- Stored data
----------
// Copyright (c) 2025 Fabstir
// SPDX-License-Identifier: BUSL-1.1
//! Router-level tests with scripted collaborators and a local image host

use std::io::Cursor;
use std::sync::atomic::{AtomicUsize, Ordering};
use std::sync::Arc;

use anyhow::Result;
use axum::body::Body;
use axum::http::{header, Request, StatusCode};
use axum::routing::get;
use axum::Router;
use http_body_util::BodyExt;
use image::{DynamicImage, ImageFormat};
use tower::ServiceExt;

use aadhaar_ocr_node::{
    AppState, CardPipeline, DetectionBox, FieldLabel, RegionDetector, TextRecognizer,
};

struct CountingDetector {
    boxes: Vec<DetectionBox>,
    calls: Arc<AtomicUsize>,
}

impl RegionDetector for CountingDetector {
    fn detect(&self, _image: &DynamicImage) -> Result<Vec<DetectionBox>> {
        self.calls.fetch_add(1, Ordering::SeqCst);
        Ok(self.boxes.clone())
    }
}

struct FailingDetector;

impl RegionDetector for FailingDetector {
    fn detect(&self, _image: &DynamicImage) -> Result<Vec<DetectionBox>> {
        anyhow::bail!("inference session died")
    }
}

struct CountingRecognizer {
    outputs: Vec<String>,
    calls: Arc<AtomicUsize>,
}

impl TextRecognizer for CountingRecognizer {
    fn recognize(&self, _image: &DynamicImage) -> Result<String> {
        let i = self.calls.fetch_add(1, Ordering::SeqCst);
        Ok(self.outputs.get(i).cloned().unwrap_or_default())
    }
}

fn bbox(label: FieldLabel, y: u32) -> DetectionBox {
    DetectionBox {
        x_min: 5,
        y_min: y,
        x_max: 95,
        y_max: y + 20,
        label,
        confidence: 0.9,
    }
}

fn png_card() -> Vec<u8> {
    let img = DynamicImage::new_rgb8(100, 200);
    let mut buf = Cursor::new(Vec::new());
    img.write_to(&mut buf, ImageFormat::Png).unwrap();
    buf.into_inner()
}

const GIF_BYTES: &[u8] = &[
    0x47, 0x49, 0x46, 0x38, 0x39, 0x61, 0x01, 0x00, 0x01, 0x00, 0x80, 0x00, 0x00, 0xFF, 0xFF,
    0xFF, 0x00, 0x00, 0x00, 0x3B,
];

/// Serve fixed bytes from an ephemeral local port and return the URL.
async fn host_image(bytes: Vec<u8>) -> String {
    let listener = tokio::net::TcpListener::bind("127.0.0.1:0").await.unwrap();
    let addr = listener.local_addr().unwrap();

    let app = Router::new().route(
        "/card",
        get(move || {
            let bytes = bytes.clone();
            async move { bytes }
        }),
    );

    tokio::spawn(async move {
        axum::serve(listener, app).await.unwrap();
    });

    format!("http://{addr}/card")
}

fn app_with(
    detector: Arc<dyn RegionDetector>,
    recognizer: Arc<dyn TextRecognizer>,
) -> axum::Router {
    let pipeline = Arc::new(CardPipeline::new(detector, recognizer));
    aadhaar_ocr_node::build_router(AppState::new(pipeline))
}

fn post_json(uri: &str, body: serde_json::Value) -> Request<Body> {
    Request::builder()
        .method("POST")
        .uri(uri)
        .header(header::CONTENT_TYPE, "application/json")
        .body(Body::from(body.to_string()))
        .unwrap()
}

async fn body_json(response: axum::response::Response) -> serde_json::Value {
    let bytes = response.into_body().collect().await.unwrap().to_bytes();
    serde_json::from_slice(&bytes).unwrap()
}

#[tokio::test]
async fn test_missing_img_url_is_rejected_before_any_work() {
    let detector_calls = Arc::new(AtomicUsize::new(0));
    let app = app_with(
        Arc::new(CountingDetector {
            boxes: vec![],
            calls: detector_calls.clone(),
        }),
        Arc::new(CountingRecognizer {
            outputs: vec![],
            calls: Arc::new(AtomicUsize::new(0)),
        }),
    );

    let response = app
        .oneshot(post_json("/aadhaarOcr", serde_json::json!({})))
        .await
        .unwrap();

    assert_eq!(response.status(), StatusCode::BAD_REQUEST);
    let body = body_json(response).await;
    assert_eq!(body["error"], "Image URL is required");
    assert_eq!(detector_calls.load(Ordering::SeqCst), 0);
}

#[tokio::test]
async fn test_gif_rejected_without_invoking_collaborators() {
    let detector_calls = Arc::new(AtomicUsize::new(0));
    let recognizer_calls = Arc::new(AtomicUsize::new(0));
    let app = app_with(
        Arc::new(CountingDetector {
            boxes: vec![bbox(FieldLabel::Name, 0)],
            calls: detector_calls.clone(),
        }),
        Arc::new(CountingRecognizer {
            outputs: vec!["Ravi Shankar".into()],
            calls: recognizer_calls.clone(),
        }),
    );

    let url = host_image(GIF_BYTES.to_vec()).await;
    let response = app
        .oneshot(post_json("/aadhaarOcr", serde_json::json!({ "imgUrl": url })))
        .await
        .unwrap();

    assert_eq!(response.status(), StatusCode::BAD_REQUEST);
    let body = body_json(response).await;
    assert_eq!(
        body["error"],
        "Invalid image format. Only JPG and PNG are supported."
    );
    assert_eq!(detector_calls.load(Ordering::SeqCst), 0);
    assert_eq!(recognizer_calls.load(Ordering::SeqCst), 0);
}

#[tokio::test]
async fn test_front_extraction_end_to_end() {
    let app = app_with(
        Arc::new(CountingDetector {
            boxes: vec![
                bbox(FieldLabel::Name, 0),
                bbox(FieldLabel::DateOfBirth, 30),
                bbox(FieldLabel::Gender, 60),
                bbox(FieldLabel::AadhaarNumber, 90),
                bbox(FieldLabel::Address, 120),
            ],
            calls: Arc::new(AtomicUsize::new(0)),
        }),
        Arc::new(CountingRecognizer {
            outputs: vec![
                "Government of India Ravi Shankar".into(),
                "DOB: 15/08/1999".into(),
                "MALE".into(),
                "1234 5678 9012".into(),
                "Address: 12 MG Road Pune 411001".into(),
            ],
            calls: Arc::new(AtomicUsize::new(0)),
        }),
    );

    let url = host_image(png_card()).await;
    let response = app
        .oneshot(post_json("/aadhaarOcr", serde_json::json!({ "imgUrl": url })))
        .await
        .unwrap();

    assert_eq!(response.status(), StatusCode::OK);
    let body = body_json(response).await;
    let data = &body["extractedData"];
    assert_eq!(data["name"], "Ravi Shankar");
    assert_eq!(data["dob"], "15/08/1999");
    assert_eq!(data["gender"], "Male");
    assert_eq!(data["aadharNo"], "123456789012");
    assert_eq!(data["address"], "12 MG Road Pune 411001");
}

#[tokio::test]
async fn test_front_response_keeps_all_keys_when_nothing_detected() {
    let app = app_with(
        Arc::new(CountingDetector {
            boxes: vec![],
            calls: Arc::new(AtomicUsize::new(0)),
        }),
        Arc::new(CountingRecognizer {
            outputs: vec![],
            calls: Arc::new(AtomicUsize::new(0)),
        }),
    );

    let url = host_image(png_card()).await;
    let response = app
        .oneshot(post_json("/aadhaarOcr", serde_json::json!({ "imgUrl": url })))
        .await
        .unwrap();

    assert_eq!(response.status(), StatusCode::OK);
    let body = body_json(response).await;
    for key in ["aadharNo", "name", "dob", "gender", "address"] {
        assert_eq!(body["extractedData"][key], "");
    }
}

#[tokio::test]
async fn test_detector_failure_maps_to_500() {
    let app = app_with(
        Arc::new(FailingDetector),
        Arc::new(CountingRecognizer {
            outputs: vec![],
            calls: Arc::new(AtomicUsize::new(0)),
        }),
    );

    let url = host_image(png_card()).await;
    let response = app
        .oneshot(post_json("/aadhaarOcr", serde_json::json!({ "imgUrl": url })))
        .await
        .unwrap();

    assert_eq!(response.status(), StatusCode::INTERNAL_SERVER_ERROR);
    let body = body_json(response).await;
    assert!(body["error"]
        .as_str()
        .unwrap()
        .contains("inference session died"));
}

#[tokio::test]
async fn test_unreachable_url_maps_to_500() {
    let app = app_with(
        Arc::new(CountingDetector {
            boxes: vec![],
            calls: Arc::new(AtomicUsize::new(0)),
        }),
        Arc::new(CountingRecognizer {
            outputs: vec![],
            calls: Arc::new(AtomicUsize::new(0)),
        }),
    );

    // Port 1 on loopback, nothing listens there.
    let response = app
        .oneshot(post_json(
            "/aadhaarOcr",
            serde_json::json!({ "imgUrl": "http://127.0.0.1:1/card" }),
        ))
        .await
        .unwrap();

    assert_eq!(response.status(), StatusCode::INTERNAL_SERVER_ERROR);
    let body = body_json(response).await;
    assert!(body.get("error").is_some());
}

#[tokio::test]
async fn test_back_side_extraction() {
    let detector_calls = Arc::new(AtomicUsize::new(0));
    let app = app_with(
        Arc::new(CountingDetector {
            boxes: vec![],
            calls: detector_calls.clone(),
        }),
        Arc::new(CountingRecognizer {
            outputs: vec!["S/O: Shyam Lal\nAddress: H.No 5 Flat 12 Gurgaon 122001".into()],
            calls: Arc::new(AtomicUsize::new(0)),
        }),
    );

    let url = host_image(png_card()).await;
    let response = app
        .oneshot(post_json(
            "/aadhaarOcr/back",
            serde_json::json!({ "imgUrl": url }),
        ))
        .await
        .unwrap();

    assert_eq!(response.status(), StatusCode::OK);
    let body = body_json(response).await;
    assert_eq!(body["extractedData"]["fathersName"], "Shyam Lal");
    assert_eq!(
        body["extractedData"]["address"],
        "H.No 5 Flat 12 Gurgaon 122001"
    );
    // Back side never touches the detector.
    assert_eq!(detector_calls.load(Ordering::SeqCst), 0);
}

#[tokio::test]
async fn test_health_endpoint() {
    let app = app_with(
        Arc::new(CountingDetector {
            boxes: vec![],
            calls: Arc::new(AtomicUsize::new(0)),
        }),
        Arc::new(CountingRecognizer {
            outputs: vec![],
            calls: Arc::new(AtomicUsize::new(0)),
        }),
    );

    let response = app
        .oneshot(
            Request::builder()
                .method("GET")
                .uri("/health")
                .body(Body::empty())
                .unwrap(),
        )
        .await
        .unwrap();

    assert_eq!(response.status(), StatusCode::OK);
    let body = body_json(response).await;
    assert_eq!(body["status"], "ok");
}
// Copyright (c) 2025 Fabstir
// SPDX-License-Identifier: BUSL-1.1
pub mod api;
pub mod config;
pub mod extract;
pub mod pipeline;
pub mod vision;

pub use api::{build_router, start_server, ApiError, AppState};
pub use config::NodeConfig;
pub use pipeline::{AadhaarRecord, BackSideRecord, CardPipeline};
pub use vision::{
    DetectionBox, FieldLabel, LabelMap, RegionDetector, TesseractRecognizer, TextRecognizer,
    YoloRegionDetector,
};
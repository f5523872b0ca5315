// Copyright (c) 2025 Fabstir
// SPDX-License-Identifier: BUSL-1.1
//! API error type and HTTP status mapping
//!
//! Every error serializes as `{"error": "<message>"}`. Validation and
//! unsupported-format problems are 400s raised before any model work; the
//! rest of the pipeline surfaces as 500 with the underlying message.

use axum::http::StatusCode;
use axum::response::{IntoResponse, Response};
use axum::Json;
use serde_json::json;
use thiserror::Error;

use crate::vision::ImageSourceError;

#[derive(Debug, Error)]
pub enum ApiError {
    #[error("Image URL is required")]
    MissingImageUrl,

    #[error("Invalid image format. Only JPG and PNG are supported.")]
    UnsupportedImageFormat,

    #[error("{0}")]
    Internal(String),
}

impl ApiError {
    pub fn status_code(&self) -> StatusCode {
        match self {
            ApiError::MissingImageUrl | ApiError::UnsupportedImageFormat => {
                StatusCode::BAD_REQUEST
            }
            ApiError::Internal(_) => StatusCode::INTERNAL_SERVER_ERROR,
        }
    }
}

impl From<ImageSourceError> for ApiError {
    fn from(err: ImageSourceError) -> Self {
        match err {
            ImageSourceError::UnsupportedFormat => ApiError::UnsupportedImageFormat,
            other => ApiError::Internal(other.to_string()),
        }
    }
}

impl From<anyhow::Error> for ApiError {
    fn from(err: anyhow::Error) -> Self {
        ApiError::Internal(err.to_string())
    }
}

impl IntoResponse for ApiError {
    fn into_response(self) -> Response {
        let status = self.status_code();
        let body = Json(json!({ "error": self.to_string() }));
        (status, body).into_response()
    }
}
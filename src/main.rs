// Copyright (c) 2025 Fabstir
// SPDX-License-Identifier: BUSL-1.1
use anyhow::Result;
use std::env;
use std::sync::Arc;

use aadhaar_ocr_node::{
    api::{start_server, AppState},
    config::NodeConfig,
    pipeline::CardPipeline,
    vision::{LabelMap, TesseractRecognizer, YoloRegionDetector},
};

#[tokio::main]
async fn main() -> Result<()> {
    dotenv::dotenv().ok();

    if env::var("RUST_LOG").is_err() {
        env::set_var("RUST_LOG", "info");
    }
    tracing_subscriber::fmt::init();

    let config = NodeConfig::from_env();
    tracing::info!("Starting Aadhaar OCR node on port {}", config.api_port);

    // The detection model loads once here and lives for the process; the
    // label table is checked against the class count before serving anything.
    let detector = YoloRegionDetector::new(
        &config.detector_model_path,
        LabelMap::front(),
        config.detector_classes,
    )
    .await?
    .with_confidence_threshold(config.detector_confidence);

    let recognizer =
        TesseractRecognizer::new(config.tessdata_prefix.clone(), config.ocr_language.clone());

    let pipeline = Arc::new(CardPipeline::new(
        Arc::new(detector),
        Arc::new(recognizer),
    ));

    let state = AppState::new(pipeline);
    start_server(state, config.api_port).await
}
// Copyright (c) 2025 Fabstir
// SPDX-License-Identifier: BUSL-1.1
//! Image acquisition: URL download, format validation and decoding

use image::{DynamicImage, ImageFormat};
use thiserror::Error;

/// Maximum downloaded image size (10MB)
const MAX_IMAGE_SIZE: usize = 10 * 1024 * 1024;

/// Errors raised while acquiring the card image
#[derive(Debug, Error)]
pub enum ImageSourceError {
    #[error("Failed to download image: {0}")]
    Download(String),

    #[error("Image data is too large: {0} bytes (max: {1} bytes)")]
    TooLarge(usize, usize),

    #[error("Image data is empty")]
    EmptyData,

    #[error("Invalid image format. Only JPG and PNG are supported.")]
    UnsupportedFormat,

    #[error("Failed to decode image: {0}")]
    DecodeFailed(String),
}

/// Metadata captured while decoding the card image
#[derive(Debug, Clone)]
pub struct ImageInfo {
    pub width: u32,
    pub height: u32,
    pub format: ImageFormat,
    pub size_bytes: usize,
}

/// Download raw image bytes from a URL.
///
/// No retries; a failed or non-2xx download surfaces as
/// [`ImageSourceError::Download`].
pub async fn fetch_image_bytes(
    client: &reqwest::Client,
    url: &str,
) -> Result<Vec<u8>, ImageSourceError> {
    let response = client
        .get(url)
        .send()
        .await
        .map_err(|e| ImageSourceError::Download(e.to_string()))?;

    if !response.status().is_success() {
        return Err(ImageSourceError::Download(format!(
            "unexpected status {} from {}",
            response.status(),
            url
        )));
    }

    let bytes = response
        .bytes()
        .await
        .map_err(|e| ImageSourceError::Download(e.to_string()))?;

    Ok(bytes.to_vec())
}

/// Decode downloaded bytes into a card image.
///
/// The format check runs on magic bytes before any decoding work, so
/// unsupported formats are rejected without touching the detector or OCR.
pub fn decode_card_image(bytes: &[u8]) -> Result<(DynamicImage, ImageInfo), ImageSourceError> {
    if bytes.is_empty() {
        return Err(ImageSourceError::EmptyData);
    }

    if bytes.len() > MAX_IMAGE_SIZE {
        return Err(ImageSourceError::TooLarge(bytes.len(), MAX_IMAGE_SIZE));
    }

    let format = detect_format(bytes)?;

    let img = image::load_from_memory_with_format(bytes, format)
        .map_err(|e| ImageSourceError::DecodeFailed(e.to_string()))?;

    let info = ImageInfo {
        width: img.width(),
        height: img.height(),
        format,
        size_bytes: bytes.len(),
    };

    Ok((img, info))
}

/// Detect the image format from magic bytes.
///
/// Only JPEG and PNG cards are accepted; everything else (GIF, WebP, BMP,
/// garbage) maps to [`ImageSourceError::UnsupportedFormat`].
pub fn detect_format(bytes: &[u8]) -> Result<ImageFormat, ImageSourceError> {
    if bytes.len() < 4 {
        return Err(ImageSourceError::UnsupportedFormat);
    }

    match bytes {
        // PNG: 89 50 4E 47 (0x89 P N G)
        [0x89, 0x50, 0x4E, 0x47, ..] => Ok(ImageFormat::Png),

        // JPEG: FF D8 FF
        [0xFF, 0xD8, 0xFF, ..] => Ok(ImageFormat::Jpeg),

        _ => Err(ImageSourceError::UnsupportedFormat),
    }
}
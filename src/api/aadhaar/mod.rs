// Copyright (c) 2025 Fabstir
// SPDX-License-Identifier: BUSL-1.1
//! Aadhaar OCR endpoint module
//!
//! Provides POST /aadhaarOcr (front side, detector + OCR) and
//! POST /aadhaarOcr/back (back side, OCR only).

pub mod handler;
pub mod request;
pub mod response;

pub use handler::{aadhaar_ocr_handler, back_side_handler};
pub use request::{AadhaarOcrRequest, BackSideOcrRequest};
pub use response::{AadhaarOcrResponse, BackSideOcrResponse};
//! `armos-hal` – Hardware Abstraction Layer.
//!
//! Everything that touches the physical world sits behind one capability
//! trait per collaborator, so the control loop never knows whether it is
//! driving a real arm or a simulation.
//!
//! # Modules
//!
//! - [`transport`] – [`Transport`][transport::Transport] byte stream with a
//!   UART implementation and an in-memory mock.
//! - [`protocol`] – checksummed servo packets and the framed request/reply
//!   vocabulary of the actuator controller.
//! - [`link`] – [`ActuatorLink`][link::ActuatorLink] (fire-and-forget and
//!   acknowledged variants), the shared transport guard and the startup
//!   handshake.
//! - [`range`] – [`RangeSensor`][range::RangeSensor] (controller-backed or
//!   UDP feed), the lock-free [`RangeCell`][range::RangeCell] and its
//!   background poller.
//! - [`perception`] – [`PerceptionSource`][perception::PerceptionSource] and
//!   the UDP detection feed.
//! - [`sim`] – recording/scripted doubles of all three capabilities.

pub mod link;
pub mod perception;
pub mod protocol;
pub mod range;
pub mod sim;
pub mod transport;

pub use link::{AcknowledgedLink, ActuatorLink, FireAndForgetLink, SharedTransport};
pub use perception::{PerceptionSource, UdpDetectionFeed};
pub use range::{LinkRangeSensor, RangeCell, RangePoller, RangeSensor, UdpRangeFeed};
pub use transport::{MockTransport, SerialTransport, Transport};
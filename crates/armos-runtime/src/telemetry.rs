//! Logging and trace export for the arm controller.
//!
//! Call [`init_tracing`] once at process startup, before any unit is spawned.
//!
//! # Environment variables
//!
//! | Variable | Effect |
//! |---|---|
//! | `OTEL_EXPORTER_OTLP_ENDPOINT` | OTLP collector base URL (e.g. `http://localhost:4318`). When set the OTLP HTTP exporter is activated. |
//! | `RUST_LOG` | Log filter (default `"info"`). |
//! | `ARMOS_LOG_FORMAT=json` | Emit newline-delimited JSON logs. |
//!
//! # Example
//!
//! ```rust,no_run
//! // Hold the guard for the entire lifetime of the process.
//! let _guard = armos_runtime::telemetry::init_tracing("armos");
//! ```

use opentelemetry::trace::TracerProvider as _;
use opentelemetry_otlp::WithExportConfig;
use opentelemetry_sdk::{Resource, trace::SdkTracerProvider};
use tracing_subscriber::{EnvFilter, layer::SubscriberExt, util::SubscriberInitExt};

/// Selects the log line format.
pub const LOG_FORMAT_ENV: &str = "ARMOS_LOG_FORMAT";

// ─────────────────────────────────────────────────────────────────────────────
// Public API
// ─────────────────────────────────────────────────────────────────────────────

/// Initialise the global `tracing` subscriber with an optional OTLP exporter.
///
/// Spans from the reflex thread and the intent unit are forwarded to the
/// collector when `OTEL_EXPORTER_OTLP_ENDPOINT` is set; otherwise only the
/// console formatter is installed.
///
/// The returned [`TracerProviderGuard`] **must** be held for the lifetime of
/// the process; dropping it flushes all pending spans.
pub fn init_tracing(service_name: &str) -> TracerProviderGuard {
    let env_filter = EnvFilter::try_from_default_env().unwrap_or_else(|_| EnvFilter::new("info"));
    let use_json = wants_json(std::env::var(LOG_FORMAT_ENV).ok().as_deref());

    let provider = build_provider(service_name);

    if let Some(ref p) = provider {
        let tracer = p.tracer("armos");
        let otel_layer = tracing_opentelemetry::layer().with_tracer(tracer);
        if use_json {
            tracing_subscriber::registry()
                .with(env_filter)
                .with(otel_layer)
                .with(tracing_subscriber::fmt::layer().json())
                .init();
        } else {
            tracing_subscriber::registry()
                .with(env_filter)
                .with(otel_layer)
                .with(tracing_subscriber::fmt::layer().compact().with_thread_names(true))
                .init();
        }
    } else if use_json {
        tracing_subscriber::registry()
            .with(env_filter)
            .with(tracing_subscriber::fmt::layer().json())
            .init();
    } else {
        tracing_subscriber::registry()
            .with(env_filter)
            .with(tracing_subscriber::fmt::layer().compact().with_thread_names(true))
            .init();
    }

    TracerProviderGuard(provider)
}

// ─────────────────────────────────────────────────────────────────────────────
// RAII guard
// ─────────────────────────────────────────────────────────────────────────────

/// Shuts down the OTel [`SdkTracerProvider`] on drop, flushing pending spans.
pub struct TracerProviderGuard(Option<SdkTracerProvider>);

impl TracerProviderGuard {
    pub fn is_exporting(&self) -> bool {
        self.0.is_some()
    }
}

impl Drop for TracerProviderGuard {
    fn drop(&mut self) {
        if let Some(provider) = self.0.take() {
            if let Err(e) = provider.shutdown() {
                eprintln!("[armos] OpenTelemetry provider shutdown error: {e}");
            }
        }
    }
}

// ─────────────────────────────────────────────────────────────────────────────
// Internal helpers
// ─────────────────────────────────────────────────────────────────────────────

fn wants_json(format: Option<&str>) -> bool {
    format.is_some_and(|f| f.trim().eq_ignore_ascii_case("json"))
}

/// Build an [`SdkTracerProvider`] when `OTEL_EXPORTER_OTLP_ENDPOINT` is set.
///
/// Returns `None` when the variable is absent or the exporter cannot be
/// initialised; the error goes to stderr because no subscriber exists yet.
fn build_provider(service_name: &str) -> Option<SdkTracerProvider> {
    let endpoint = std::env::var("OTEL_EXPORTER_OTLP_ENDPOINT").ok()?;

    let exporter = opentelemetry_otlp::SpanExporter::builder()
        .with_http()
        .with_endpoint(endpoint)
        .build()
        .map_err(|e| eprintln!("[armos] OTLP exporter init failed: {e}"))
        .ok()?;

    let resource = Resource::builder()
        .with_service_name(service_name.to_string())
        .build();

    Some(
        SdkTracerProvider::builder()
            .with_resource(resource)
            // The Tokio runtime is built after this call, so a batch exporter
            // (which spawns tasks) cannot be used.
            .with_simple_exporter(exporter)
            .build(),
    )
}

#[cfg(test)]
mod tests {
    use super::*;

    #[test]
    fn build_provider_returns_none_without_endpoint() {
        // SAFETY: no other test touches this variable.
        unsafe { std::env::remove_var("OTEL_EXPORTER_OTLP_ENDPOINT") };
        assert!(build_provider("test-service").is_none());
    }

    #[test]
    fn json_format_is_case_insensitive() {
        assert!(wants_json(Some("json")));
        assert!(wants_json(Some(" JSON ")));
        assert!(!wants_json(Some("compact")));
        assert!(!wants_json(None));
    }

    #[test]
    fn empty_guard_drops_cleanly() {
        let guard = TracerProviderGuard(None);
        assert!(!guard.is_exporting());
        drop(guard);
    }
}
----------
- Exercise requirements
The lines to extract from the data above begin with the line containing "fn from(err: ImageSourceError)" and end with the line containing "async fn main()". Extract them exactly, including both.

- The answer
    fn from(err: ImageSourceError) -> Self {
        match err {
            ImageSourceError::UnsupportedFormat => ApiError::UnsupportedImageFormat,
            other => ApiError::Internal(other.to_string()),
        }
    }
}

impl From<anyhow::Error> for ApiError {
    fn from(err: anyhow::Error) -> Self {
        ApiError::Internal(err.to_string())
    }
}

impl IntoResponse for ApiError {
    fn into_response(self) -> Response {
        let status = self.status_code();
        let body = Json(json!({ "error": self.to_string() }));
        (status, body).into_response()
    }
}
filename src/main.rs
// Copyright (c) 2025 Fabstir
// SPDX-License-Identifier: BUSL-1.1
use anyhow::Result;
use std::env;
use std::sync::Arc;

use aadhaar_ocr_node::{
    api::{start_server, AppState},
    config::NodeConfig,
    pipeline::CardPipeline,
    vision::{LabelMap, TesseractRecognizer, YoloRegionDetector},
};

#[tokio::main]
async fn main() -> Result<()> {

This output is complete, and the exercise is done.